------ Information provided

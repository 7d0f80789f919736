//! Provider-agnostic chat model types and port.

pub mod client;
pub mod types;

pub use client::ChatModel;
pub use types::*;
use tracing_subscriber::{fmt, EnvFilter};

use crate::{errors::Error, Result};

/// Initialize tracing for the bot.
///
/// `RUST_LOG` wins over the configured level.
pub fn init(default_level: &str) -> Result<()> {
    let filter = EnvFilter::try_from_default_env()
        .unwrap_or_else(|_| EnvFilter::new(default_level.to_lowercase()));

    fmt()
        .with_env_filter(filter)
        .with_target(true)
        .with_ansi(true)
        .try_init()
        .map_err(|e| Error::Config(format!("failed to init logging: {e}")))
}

------------

• _Task statement_: Each line of the data should be reproduced exactly as it appears.

• _Result of the exercise_:
repository 7d0f80789f919736
//! Provider-agnostic chat model types and port.

pub mod client;
pub mod types;

pub use client::ChatModel;
pub use types::*;
use tracing_subscriber::{fmt, EnvFilter};

use crate::{errors::Error, Result};

/// Initialize tracing for the bot.
///
/// `RUST_LOG` wins over the configured level.
pub fn init(default_level: &str) -> Result<()> {
    let filter = EnvFilter::try_from_default_env()
        .unwrap_or_else(|_| EnvFilter::new(default_level.to_lowercase()));

    fmt()
        .with_env_filter(filter)
        .with_target(true)
        .with_ansi(true)
        .try_init()
        .map_err(|e| Error::Config(format!("failed to init logging: {e}")))
}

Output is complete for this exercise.